EXERCISE OBJECTIVE: From the entries below, please gather each line containing the string "backend".

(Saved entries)
==*==

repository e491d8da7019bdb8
use crate::entities::prelude::*;
use sea_orm_migration::prelude::*;
use sea_orm_migration::sea_orm::Schema;

#[derive(DeriveMigrationName)]
pub struct Migration;

#[async_trait::async_trait]
impl MigrationTrait for Migration {
    async fn up(&self, manager: &SchemaManager) -> Result<(), DbErr> {
        let backend = manager.get_database_backend();
        let schema = Schema::new(backend);

        manager
            .create_table(
                schema
                    .create_table_from_entity(Users)
                    .if_not_exists()
                    .to_owned(),
            )
            .await?;

        Ok(())
    }

    async fn down(&self, manager: &SchemaManager) -> Result<(), DbErr> {
        manager
            .drop_table(Table::drop().table(Users).to_owned())
            .await?;

        Ok(())
    }
}
use axum::{
    body::Body,
    extract::Path,
    http::{StatusCode, header},
    response::IntoResponse,
};
use rust_embed::RustEmbed;

#[derive(RustEmbed)]
#[folder = "assets"]
struct Asset;

/// GET /static/{*path}
pub async fn serve_asset(Path(path): Path<String>) -> impl IntoResponse {
    let path = path.trim_start_matches('/');

    match Asset::get(path) {
        Some(content) => {
            let mime = mime_guess::from_path(path).first_or_octet_stream();
            (
                [
                    (header::CONTENT_TYPE, mime.as_ref()),
                    (header::CACHE_CONTROL, "public, max-age=3600"),
                ],
                Body::from(content.data),
            )
                .into_response()
        }
        None => (StatusCode::NOT_FOUND, "404 Not Found").into_response(),
    }
}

==*==

ANSWER TO THIS TASK:
        let backend = manager.get_database_backend();
        let schema = Schema::new(backend);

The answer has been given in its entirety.